EXERCISE DETAILS =>
Please report how many lines of the data include the word "trim", with the number as the entire reply.

DATA EXTRACTS =>

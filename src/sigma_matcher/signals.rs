//! Report signal extraction: turns an [`IoCBundle`] + externally supplied
//! MITRE techniques + raw report text into the [`ReportSignals`] the scorer
//! consumes (spec.md 4.10, "Report signal extraction").

use crate::models::{IoCBundle, MitreTechnique};
use regex::Regex;
use std::collections::HashSet;
use std::sync::OnceLock;

pub fn stopwords() -> &'static HashSet<&'static str> {
    static SET: OnceLock<HashSet<&'static str>> = OnceLock::new();
    SET.get_or_init(|| {
        [
            "of", "c:", "and", "the", "a", "an", "to", "in", "for", "by", "on", "with", "or",
            "if", "is", "at", "as", "all", "windows", "microsoft",
        ]
        .into_iter()
        .collect()
    })
}

fn token_re() -> &'static Regex {
    static RE: OnceLock<Regex> = OnceLock::new();
    RE.get_or_init(|| Regex::new(r"[A-Za-z0-9\-\.:;]+").unwrap())
}

pub fn tokenize(text: &str) -> Vec<String> {
    token_re()
        .find_iter(text)
        .map(|m| m.as_str().to_lowercase())
        .filter(|t| t.len() > 1 && !stopwords().contains(t.as_str()))
        .collect()
}

const LOGSOURCE_MAP: &[(&str, &[&str])] = &[
    ("ips", &["network_connection", "firewall"]),
    ("domains", &["dns_query", "dns"]),
    ("urls", &["proxy", "network_connection", "webserver"]),
    ("malicious_commands", &["process_creation", "ps_script", "ps_module", "ps_classic"]),
    ("process_names", &["process_creation", "image_load"]),
    ("filenames", &["file_event", "file_change", "file_access", "file_delete", "file_rename"]),
    ("registry_keys", &["registry_set", "registry_add", "registry_event", "registry_delete"]),
    ("file_hashes", &["file_event", "process_creation", "driver_load"]),
];

#[derive(Debug, Clone, Default)]
pub struct ReportSignals {
    pub techniques: HashSet<String>,
    pub ioc_values: HashSet<String>,
    pub logsource_categories: HashSet<String>,
    pub keywords: HashSet<String>,
}

fn add_with_parent(techniques: &mut HashSet<String>, id: &str) {
    let id = id.to_uppercase();
    if id.is_empty() {
        return;
    }
    techniques.insert(id.clone());
    if let Some((parent, _sub)) = id.split_once('.') {
        techniques.insert(parent.to_string());
    }
}

/// Builds the signal set the scorer matches catalog rules against. The raw
/// text is expected lowercased by the caller (the orchestrator already
/// lowercases report text before this stage per spec.md 4.10).
pub fn build_report_signals(
    bundle: &IoCBundle,
    mitre_techniques: &[MitreTechnique],
    report_text_lower: &str,
) -> ReportSignals {
    let mut techniques = HashSet::new();
    for ttp in &bundle.ttps {
        add_with_parent(&mut techniques, &ttp.mitre_id);
    }
    for t in mitre_techniques {
        add_with_parent(&mut techniques, &t.technique_id);
    }

    let mut ioc_values = HashSet::new();
    for values in bundle.indicators_of_compromise.values() {
        for v in values {
            ioc_values.insert(v.to_lowercase());
        }
    }
    for actor in &bundle.threat_actors {
        ioc_values.insert(actor.to_lowercase());
    }
    for tool in &bundle.tools_or_malware {
        ioc_values.insert(tool.to_lowercase());
    }

    let mut logsource_categories = HashSet::new();
    for (category, values) in &bundle.indicators_of_compromise {
        if values.is_empty() {
            continue;
        }
        if let Some((_, cats)) = LOGSOURCE_MAP.iter().find(|(k, _)| *k == category) {
            logsource_categories.extend(cats.iter().map(|c| c.to_string()));
        }
    }

    let keywords = tokenize(report_text_lower).into_iter().collect();

    ReportSignals {
        techniques,
        ioc_values,
        logsource_categories,
        keywords,
    }
}

#[cfg(test)]
mod tests {
    use super::*;
    use std::collections::BTreeMap;

    #[test]
    fn sub_technique_also_registers_parent() {
        let mut bundle = IoCBundle::default();
        bundle.ttps.push(crate::models::Ttp {
            mitre_id: "t1059.001".to_string(),
            technique_name: "PowerShell".to_string(),
            description: String::new(),
        });
        let signals = build_report_signals(&bundle, &[], "");
        assert!(signals.techniques.contains("T1059.001"));
        assert!(signals.techniques.contains("T1059"));
    }

    #[test]
    fn populated_category_implies_logsource_categories() {
        let mut bundle = IoCBundle::default();
        bundle
            .indicators_of_compromise
            .insert("ips".to_string(), vec!["203.0.113.5".to_string()]);
        let signals = build_report_signals(&bundle, &[], "");
        assert!(signals.logsource_categories.contains("network_connection"));
        assert!(signals.logsource_categories.contains("firewall"));
    }

    #[test]
    fn tokenize_drops_stopwords_and_short_tokens() {
        let tokens = tokenize("the quick fox uses c: to run mimikatz");
        assert!(!tokens.contains(&"the".to_string()));
        assert!(!tokens.contains(&"to".to_string()));
        assert!(tokens.contains(&"mimikatz".to_string()));
    }

    #[test]
    fn empty_bundle_has_no_logsource_categories() {
        let bundle = IoCBundle::default();
        let _map: BTreeMap<String, Vec<String>> = BTreeMap::new();
        let signals = build_report_signals(&bundle, &[], "");
        assert!(signals.logsource_categories.is_empty());
    }
}
//! Anthropic provider: Claude Sonnet 4, Opus 4.6, Haiku 4.5.

use super::{GenerateParams, Provider};
use crate::error::PerseptorError;
use crate::models::{Message, ModelInfo, ModelTier, ProviderResponse, Role, TokenUsage};
use async_trait::async_trait;
use futures::stream::{self, BoxStream, StreamExt};
use serde_json::{json, Value};
use std::time::Instant;

const BASE_URL: &str = "https://api.anthropic.com/v1/messages";
const ANTHROPIC_VERSION: &str = "2023-06-01";

const ANTHROPIC_MODELS: &[ModelInfo] = &[
    ModelInfo {
        provider: "anthropic",
        model_id: "claude-sonnet-4-20250514",
        display_name: "Claude Sonnet 4",
        tier: ModelTier::Flagship,
        max_tokens: 200_000,
        supports_streaming: true,
        supports_temperature: true,
        cost_per_1k_input: 0.003,
        cost_per_1k_output: 0.015,
    },
    ModelInfo {
        provider: "anthropic",
        model_id: "claude-opus-4-6",
        display_name: "Claude Opus 4.6",
        tier: ModelTier::Flagship,
        max_tokens: 200_000,
        supports_streaming: true,
        supports_temperature: true,
        cost_per_1k_input: 0.015,
        cost_per_1k_output: 0.075,
    },
    ModelInfo {
        provider: "anthropic",
        model_id: "claude-haiku-4-5-20251001",
        display_name: "Claude Haiku 4.5",
        tier: ModelTier::Efficient,
        max_tokens: 200_000,
        supports_streaming: true,
        supports_temperature: true,
        cost_per_1k_input: 0.0008,
        cost_per_1k_output: 0.004,
    },
];

const DEFAULT_MODEL: &str = "claude-sonnet-4-20250514";

pub struct AnthropicProvider {
    client: reqwest::Client,
    api_key: String,
    default_model: String,
}

impl AnthropicProvider {
    pub fn new(api_key: impl Into<String>, default_model: Option<String>) -> Self {
        Self {
            client: reqwest::Client::new(),
            api_key: api_key.into(),
            default_model: default_model.unwrap_or_else(|| DEFAULT_MODEL.to_string()),
        }
    }

    fn resolve_model<'a>(&'a self, model: Option<&'a str>) -> &'a str {
        model.unwrap_or(&self.default_model)
    }

    /// Anthropic keeps the system prompt out of the `messages` array; this
    /// folds all system messages together and guarantees at least one user
    /// turn, same fallback the original provider used.
    fn split_system(messages: &[Message]) -> (String, Vec<Value>) {
        let mut system_prompt = String::new();
        let mut user_messages = Vec::new();
        for m in messages {
            match m.role {
                Role::System => {
                    system_prompt.push_str(&m.content);
                    system_prompt.push('\n');
                }
                Role::User => user_messages.push(json!({"role": "user", "content": m.content})),
                Role::Assistant => {
                    user_messages.push(json!({"role": "assistant", "content": m.content}))
                }
            }
        }
        if user_messages.is_empty() {
            let content = system_prompt.trim().to_string();
            return (String::new(), vec![json!({"role": "user", "content": content})]);
        }
        (system_prompt.trim().to_string(), user_messages)
    }

    fn build_body(&self, messages: &[Message], model_id: &str, params: GenerateParams, stream: bool) -> Value {
        let (system_prompt, user_messages) = Self::split_system(messages);
        let mut body = json!({
            "model": model_id,
            "max_tokens": params.max_tokens,
            "temperature": params.temperature,
            "messages": user_messages,
        });
        if !system_prompt.is_empty() {
            body["system"] = json!(system_prompt);
        }
        if stream {
            body["stream"] = json!(true);
        }
        body
    }
}

#[async_trait]
impl Provider for AnthropicProvider {
    fn provider_name(&self) -> &'static str {
        "anthropic"
    }

    async fn generate(
        &self,
        messages: &[Message],
        model: Option<&str>,
        params: GenerateParams,
    ) -> Result<ProviderResponse, PerseptorError> {
        let model_id = self.resolve_model(model).to_string();
        let body = self.build_body(messages, &model_id, params, false);
        let start = Instant::now();

        let resp = self
            .client
            .post(BASE_URL)
            .header("x-api-key", &self.api_key)
            .header("anthropic-version", ANTHROPIC_VERSION)
            .json(&body)
            .send()
            .await?;

        if !resp.status().is_success() {
            let status = resp.status();
            let text = resp.text().await.unwrap_or_default();
            return Err(crate::error::classify_message(
                &format!("{status}: {text}"),
                Some("anthropic"),
            ));
        }

        let payload: Value = resp.json().await?;
        let latency_ms = start.elapsed().as_secs_f64() * 1000.0;

        let content = payload["content"]
            .as_array()
            .map(|blocks| {
                blocks
                    .iter()
                    .filter_map(|b| b["text"].as_str())
                    .collect::<Vec<_>>()
                    .join("")
            })
            .unwrap_or_default();

        let input_tokens = payload["usage"]["input_tokens"].as_u64().unwrap_or(0);
        let output_tokens = payload["usage"]["output_tokens"].as_u64().unwrap_or(0);

        Ok(ProviderResponse {
            content,
            model: model_id,
            provider: "anthropic".to_string(),
            usage: TokenUsage {
                prompt_tokens: input_tokens,
                completion_tokens: output_tokens,
                total_tokens: input_tokens + output_tokens,
            },
            latency_ms,
            finish_reason: payload["stop_reason"].as_str().unwrap_or("").to_string(),
        })
    }

    async fn generate_stream(
        &self,
        messages: &[Message],
        model: Option<&str>,
        params: GenerateParams,
    ) -> Result<BoxStream<'static, Result<String, PerseptorError>>, PerseptorError> {
        let model_id = self.resolve_model(model).to_string();
        let body = self.build_body(messages, &model_id, params, true);

        let resp = self
            .client
            .post(BASE_URL)
            .header("x-api-key", &self.api_key)
            .header("anthropic-version", ANTHROPIC_VERSION)
            .json(&body)
            .send()
            .await?;

        if !resp.status().is_success() {
            let status = resp.status();
            let text = resp.text().await.unwrap_or_default();
            return Err(crate::error::classify_message(
                &format!("{status}: {text}"),
                Some("anthropic"),
            ));
        }

        let byte_stream = resp.bytes_stream().map(|c| c.map_err(PerseptorError::from));
        Ok(Box::pin(sse_to_text_deltas(byte_stream)))
    }

    fn get_model_info(&self, model: Option<&str>) -> ModelInfo {
        let model_id = self.resolve_model(model);
        ANTHROPIC_MODELS
            .iter()
            .find(|m| m.model_id == model_id)
            .cloned()
            .unwrap_or_else(|| ANTHROPIC_MODELS[0].clone())
    }

    fn list_models(&self) -> Vec<ModelInfo> {
        ANTHROPIC_MODELS.to_vec()
    }
}

fn sse_to_text_deltas<S>(byte_stream: S) -> impl futures::Stream<Item = Result<String, PerseptorError>>
where
    S: futures::Stream<Item = Result<bytes::Bytes, PerseptorError>> + Send + 'static,
{
    stream::unfold(
        (byte_stream, Vec::<u8>::new()),
        |(mut inner, mut buf)| async move {
            loop {
                if let Some(pos) = buf.windows(2).position(|w| w == b"\n\n") {
                    let event: Vec<u8> = buf.drain(..pos + 2).collect();
                    if let Some(chunk) = parse_anthropic_event(&event) {
                        return Some((chunk, (inner, buf)));
                    }
                    continue;
                }
                match inner.next().await {
                    Some(Ok(bytes)) => buf.extend_from_slice(&bytes),
                    Some(Err(e)) => return Some((Err(e), (inner, buf))),
                    None => return None,
                }
            }
        },
    )
}

/// Anthropic's `content_block_delta` events carry `delta.text`, distinct from
/// OpenAI's `delta.content` shape.
fn parse_anthropic_event(raw: &[u8]) -> Option<Result<String, PerseptorError>> {
    let text = String::from_utf8_lossy(raw);
    for line in text.lines() {
        let Some(data) = line.strip_prefix("data: ") else {
            continue;
        };
        let parsed: Value = match serde_json::from_str(data) {
            Ok(v) => v,
            Err(e) => return Some(Err(PerseptorError::from(e))),
        };
        if let Some(delta) = parsed["delta"]["text"].as_str() {
            if !delta.is_empty() {
                return Some(Ok(delta.to_string()));
            }
        }
    }
    None
}

#[cfg(test)]
mod tests {
    use super::*;

    #[test]
    fn separates_system_from_user_messages() {
        let messages = vec![
            Message::system("You are an analyst."),
            Message::user("Analyze this."),
        ];
        let (system, user) = AnthropicProvider::split_system(&messages);
        assert_eq!(system, "You are an analyst.");
        assert_eq!(user.len(), 1);
    }

    #[test]
    fn falls_back_to_system_as_user_when_no_user_turns() {
        let messages = vec![Message::system("only a system prompt")];
        let (system, user) = AnthropicProvider::split_system(&messages);
        assert!(system.is_empty());
        assert_eq!(user[0]["content"], "only a system prompt");
    }
}
//! Candidate union, four-signal scoring, filtering and ranking (spec.md
//! 4.10, "Per-candidate scoring" through "Output shape").

use super::index::SigmaIndex;
use super::signals::ReportSignals;
use crate::models::{ScoreBreakdown, SigmaMatchResult};
use std::collections::HashSet;

const BLOCKLIST_PREFIXES: &[&str] = &["selection", "filter"];
const BLOCKLIST_EXACT: &[&str] = &[
    "detection", "condition", "image", "commandline", "parentimage", "parentcommandline",
    "targetfilename", "targetobject", "destinationip", "queryname", "requesturl", "eventid",
    "logsource", "category", "product", "service", "hashes", "originalfilename",
];

fn is_structural_token(token: &str) -> bool {
    let lower = token.to_lowercase();
    BLOCKLIST_EXACT.contains(&lower.as_str())
        || BLOCKLIST_PREFIXES.iter().any(|p| lower.starts_with(p))
}

fn confidence_label(score: f64) -> &'static str {
    if score >= 80.0 {
        "Direct Hit"
    } else if score >= 60.0 {
        "Strong Match"
    } else if score >= 40.0 {
        "Relevant"
    } else {
        "Related"
    }
}

fn quality_factor(status: &str) -> f64 {
    match status {
        "stable" => 1.15,
        "test" => 1.0,
        _ => 0.85,
    }
}

fn fuzzy_matches(signal_kw: &str, rule_kw: &str) -> bool {
    if signal_kw == rule_kw {
        return true;
    }
    if signal_kw.len() >= 4 && rule_kw.len() >= 4 && (signal_kw.contains(rule_kw) || rule_kw.contains(signal_kw)) {
        return true;
    }
    if signal_kw.len() == rule_kw.len() && signal_kw.len() >= 4 {
        let matches = signal_kw.chars().zip(rule_kw.chars()).filter(|(a, b)| a == b).count();
        return (matches as f64 / signal_kw.len() as f64) >= 0.8;
    }
    false
}

fn mitre_score(rule_techniques: &HashSet<&String>, signals: &ReportSignals) -> f64 {
    if rule_techniques.iter().any(|t| signals.techniques.contains(t.as_str())) {
        1.0
    } else {
        0.0
    }
}

fn logsource_score(category: &str, signals: &ReportSignals) -> f64 {
    if !category.is_empty() && signals.logsource_categories.contains(category) {
        1.0
    } else {
        0.0
    }
}

fn ioc_field_score(index: &SigmaIndex, idx: usize, signals: &ReportSignals) -> f64 {
    if signals.ioc_values.is_empty() {
        return 0.0;
    }
    let denom = signals.ioc_values.len().min(5) as f64;
    let keywords = &index.rule_keywords[idx];
    let phrases = &index.rule_phrases[idx];

    let hits = signals
        .ioc_values
        .iter()
        .filter(|ioc| {
            keywords.iter().any(|k| k.contains(ioc.as_str()) || ioc.contains(k.as_str()))
                || phrases.iter().any(|p| p.contains(ioc.as_str()) || ioc.contains(p.as_str()))
        })
        .count();

    if hits == 0 {
        0.0
    } else {
        (hits as f64 / denom).min(1.0)
    }
}

struct KeywordMatch {
    ratio: f64,
    tfidf: f64,
    matched: Vec<String>,
    matched_phrases: Vec<String>,
}

fn keyword_match(index: &SigmaIndex, idx: usize, signals: &ReportSignals, total_rules: usize) -> KeywordMatch {
    let rule_keywords = &index.rule_keywords[idx];
    let rule_phrases = &index.rule_phrases[idx];

    let mut matched: HashSet<String> = HashSet::new();
    for sig_kw in &signals.keywords {
        for rule_kw in rule_keywords {
            if fuzzy_matches(sig_kw, rule_kw) {
                matched.insert(rule_kw.clone());
                break;
            }
        }
    }
    let mut matched_phrases = Vec::new();
    for phrase in rule_phrases {
        // phrase matching happens against the raw report text in the caller;
        // here we approximate with keyword-set membership of every token.
        let tokens: Vec<&str> = phrase.split_whitespace().collect();
        if !tokens.is_empty() && tokens.iter().all(|t| signals.keywords.contains(*t)) {
            matched_phrases.push(phrase.clone());
        }
    }

    let denom = (rule_keywords.len() + rule_phrases.len()).max(1) as f64;
    let ratio = (matched.len() + matched_phrases.len()) as f64 / denom;

    let tfidf_sum: f64 = matched
        .iter()
        .map(|kw| {
            let df = index.doc_freq.get(kw).copied().unwrap_or(1).max(1);
            ((total_rules as f64 + 1.0) / (df as f64 + 1.0)).ln().max(0.0)
        })
        .sum();
    let normalizer = ((total_rules as f64 + 1.0).ln() * matched.len().max(1) as f64).max(1.0);
    let tfidf = (tfidf_sum / normalizer).min(1.0);

    KeywordMatch {
        ratio,
        tfidf,
        matched: matched.into_iter().collect(),
        matched_phrases,
    }
}

fn upstream_url(base_url: &str, entry: &crate::models::SigmaCatalogEntry) -> String {
    let category = entry.rule.get("logsource").and_then(|l| l.get("category")).and_then(|v| v.as_str());
    let product = entry.rule.get("logsource").and_then(|l| l.get("product")).and_then(|v| v.as_str());

    if let (Some(category), Some(product)) = (category, product) {
        return format!(
            "{base_url}/rules/{product}/{category}/{}",
            entry.relative_path
        );
    }

    const PREFIX_TABLE: &[(&str, &str)] = &[
        ("proc_creation_win_", "rules/windows/process_creation"),
        ("file_event_win_", "rules/windows/file_event"),
        ("registry_set_win_", "rules/windows/registry_set"),
        ("net_connection_win_", "rules/windows/network_connection"),
        ("dns_query_win_", "rules/windows/dns_query"),
    ];
    let filename = entry.relative_path.rsplit('/').next().unwrap_or(&entry.relative_path);
    for (prefix, path) in PREFIX_TABLE {
        if filename.starts_with(prefix) {
            return format!("{base_url}/{path}/{}", entry.relative_path);
        }
    }
    format!("{base_url}/{}", entry.relative_path)
}

/// Scores every candidate rule against `signals`, filters by threshold and
/// display-worthy-keyword count, sorts descending, and returns the top `k`.
pub fn score_and_rank(
    index: &SigmaIndex,
    signals: &ReportSignals,
    base_url: &str,
    threshold: f64,
    top_k: usize,
) -> Vec<SigmaMatchResult> {
    let total_rules = index.catalog.len().max(1);

    let mut candidate_indices: HashSet<usize> = HashSet::new();
    for tid in &signals.techniques {
        if let Some(hits) = index.technique_index.get(tid) {
            candidate_indices.extend(hits.iter().copied());
        }
    }
    for cat in &signals.logsource_categories {
        for key in index.logsource_index.keys() {
            if key.starts_with(&format!("{cat}:")) {
                candidate_indices.extend(index.logsource_index[key].iter().copied());
            }
        }
    }
    for kw in &signals.keywords {
        if let Some(hits) = index.keyword_index.get(kw) {
            candidate_indices.extend(hits.iter().copied());
        }
    }

    let mut results: Vec<SigmaMatchResult> = Vec::new();

    for idx in candidate_indices {
        let entry = &index.catalog[idx];
        let (category, _product) = index.rule_categories(idx);

        let rule_technique_ids: HashSet<&String> = index
            .technique_index
            .iter()
            .filter(|(_, hits)| hits.contains(&idx))
            .map(|(id, _)| id)
            .collect();

        let mitre = mitre_score(&rule_technique_ids, signals);
        let logsource = logsource_score(&category, signals);
        let ioc_field = ioc_field_score(index, idx, signals);
        let km = keyword_match(index, idx, signals, total_rules);
        let keyword = 0.5 * km.ratio + 0.5 * km.tfidf;

        let status = &index.rule_status[idx];
        let raw = mitre * 40.0 + ioc_field * 25.0 + logsource * 15.0 + keyword * 20.0;
        let combined = (raw * quality_factor(status)).min(100.0);

        if combined < threshold {
            continue;
        }

        let display_keywords: Vec<String> = km
            .matched
            .iter()
            .filter(|k| !is_structural_token(k))
            .cloned()
            .collect();
        if display_keywords.len() + km.matched_phrases.len() < 3 {
            continue;
        }

        let title = entry.rule.get("title").and_then(|v| v.as_str()).unwrap_or("Untitled Sigma Rule").to_string();
        let description = entry.rule.get("description").and_then(|v| v.as_str()).unwrap_or("").to_string();
        let id = entry.rule.get("id").and_then(|v| v.as_str()).unwrap_or("unknown").to_string();
        let tags: Vec<String> = entry
            .rule
            .get("tags")
            .and_then(|v| v.as_sequence())
            .map(|seq| seq.iter().filter_map(|t| t.as_str().map(String::from)).collect())
            .unwrap_or_default();
        let (logsource_category, logsource_product) = index.rule_categories(idx);

        results.push(SigmaMatchResult {
            id,
            title,
            description,
            level: index.rule_level[idx].clone(),
            status: status.clone(),
            combined_score: combined,
            match_ratio: combined,
            confidence_label: confidence_label(combined).to_string(),
            matched_keywords: display_keywords,
            phrase_matches: km.matched_phrases,
            tags,
            logsource_category,
            logsource_product,
            score_breakdown: ScoreBreakdown {
                mitre: mitre * 40.0,
                ioc_field: ioc_field * 25.0,
                logsource: logsource * 15.0,
                keyword: keyword * 20.0,
            },
            upstream_url: upstream_url(base_url, entry),
        });
    }

    results.sort_by(|a, b| b.combined_score.partial_cmp(&a.combined_score).unwrap_or(std::cmp::Ordering::Equal));
    let mut seen_ids = HashSet::new();
    results.retain(|r| seen_ids.insert(r.id.clone()));
    results.truncate(top_k);
    results
}

#[cfg(test)]
mod tests {
    use super::*;
    use crate::models::{IoCBundle, Ttp};
    use crate::sigma_matcher::index::build_index;
    use crate::sigma_matcher::signals::build_report_signals;
    use crate::models::SigmaCatalogEntry;

    fn rule(yaml: &str) -> SigmaCatalogEntry {
        SigmaCatalogEntry {
            file_path: "test.yml".to_string(),
            relative_path: "windows/process_creation/proc_creation_win_mimikatz.yml".to_string(),
            rule: serde_yaml::from_str(yaml).unwrap(),
        }
    }

    #[test]
    fn strong_mitre_and_ioc_overlap_surfaces_a_direct_hit() {
        let catalog = vec![rule(
            "title: Mimikatz Credential Dumping\ndescription: Detects mimikatz usage\ntags:\n  - attack.t1003\nlogsource:\n  category: process_creation\n  product: windows\ndetection:\n  selection:\n    CommandLine|contains:\n      - mimikatz\n      - sekurlsa::logonpasswords\n      - lsadump\n  condition: selection\n",
        )];
        let index = build_index(catalog);

        let mut bundle = IoCBundle::default();
        bundle.ttps.push(Ttp {
            mitre_id: "T1003".to_string(),
            technique_name: "OS Credential Dumping".to_string(),
            description: String::new(),
        });
        bundle
            .indicators_of_compromise
            .insert("malicious_commands".to_string(), vec!["sekurlsa::logonpasswords".to_string()]);

        let signals = build_report_signals(&bundle, &[], "attacker ran mimikatz sekurlsa logonpasswords lsadump");
        let results = score_and_rank(&index, &signals, "https://example.com", 25.0, 15);

        assert_eq!(results.len(), 1);
        assert!(results[0].combined_score > 40.0);
    }

    #[test]
    fn unrelated_report_produces_no_matches() {
        let catalog = vec![rule(
            "title: Mimikatz Credential Dumping\ntags:\n  - attack.t1003\nlogsource:\n  category: process_creation\n  product: windows\ndetection:\n  selection:\n    CommandLine|contains: mimikatz\n  condition: selection\n",
        )];
        let index = build_index(catalog);
        let bundle = IoCBundle::default();
        let signals = build_report_signals(&bundle, &[], "a quiet afternoon with no security events");
        let results = score_and_rank(&index, &signals, "https://example.com", 25.0, 15);
        assert!(results.is_empty());
    }

    #[test]
    fn results_are_capped_at_top_k() {
        let mut catalog = Vec::new();
        for i in 0..5 {
            catalog.push(rule(&format!(
                "title: Rule {i}\ntags:\n  - attack.t1003\nlogsource:\n  category: process_creation\n  product: windows\ndetection:\n  selection:\n    CommandLine|contains:\n      - mimikatz\n      - lsadump\n      - sekurlsa\n  condition: selection\n"
            )));
        }
        let index = build_index(catalog);
        let mut bundle = IoCBundle::default();
        bundle.ttps.push(Ttp {
            mitre_id: "T1003".to_string(),
            technique_name: "OS Credential Dumping".to_string(),
            description: String::new(),
        });
        let signals = build_report_signals(&bundle, &[], "mimikatz lsadump sekurlsa");
        let results = score_and_rank(&index, &signals, "https://example.com", 0.0, 2);
        assert!(results.len() <= 2);
    }
}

RESPONSE BOX =>
2